The theater is now owned by New Hope Church which is in the process of renovating the building.

The Palace

Credit: book "When Dayton went to the Movies"

Credit: book "When Dayton went to the Movies"

The Palace Theater was built in 1927 on West 5th Street in Dayton with a seating capacity of 1,200.

Located in a predominately black neighborhood, it was compared to the legendary Apollo Theater in Harlem, N.Y. Notable performers included Ella Fitzgerald, Dizzy Gillespie, Count Basie and Dinah Washington.

Live stage performances ended in the early 1950s, but the venue remained a movie theater until 1957.

After standing vacant for decades, the Palace was demolished in 2002.

Da-Bel Cinema

On April 22, 1947, Mid-States Theaters Inc. opened the Da-Bel Cinema at 1920 S. Smithville Road. It had a seating capacity of 950, all on a single floor.
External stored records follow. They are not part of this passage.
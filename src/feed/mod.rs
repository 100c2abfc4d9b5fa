//! Position feed plumbing.
//!
//! A [`SampleSource`] yields batches of devices and samples. Two kinds exist:
//! push sources (a subscription delivering whatever the platform sends) and
//! poll sources (periodic REST fetches). The [`supervisor::FeedSupervisor`]
//! picks between them; the alert engine never knows which one is active.

pub mod api;
pub mod kafka;
pub mod mock;
pub mod poll;
pub mod supervisor;

use crate::error::Result;
use crate::models::FeedBatch;
use async_trait::async_trait;

pub use api::{HttpPositionApi, PositionApi};
pub use kafka::{KafkaSettings, KafkaSource};
pub use poll::PollSource;
pub use supervisor::{FeedMode, FeedSupervisor, ReconnectPolicy};

#[derive(Debug, Clone, Copy, PartialEq, Eq)]
pub enum SourceKind {
    Push,
    Poll,
}

#[async_trait]
pub trait SampleSource: Send {
    fn kind(&self) -> SourceKind;

    /// (Re)establishes the subscription. A no-op for poll sources.
    async fn connect(&mut self) -> Result<()>;

    /// Waits for the next delivery.
    async fn next_batch(&mut self) -> Result<FeedBatch>;

    /// Tears the source down. Further calls to `next_batch` fail.
    async fn dispose(&mut self);
}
A contest was held to pick a name for the theater. The winner was “Da-Bel,” a combination of Dayton and Belmont, the neighborhood where the theater was located.

In 1963, the Da-Bel was converted to show Cinerama films and became known as Cinerama DABEL or Da-Bel Theater. The transition involved the installation of a wide, curved screen.

A Dayton Daily News advertisement in 1963 for the DABEL before re-opening after renovations described it as, “From the ultra modern plush seats to the thick carpeting, from the utmost in beauty and comfort to the most advanced designs in the screen, sound and projection equipment, the new Cinerama DABEL ha no peer. No expense has been spared to make this opening an exciting and memorable experience in theater going.”

The theater closed on Sept. 29, 1992 and was demolished in October of that same year.

Kon-Tiki Theatre

Credit: Dayton Daily News

Credit: Dayton Daily News

The Kon-Tiki Theatre opened in 1968. The building, located on Salem Avenue in Trotwood, had three auditoriums inside the building that seated 1,650 people.

The Kon-Tiki used to be one of the most unique theaters in Dayton because of its island theme. And, for many, it was the place to take a date and watch a movie.

The building was demolished in 2005 to make way for redevelopment.

Huber Heights Cinema, The Flicker Palace, Movie Palace

The theater, located at 5589 Old Troy Pike in Huber Heights, opened as a Jerry Lewis Cinema in 1972. Later, it became Huber Heights Cinema in 1974 before ending up as the Flicker Palace in 1978.

Plans to expand the theater to three screens fell through in 1995 when DanBarry Cinemas opened a 12-screen theater close by. Instead of expanding, the Flicker Palace was closed.

In 1996 it was reopened as Movie Palace and remained in business until it closed for good in 2001.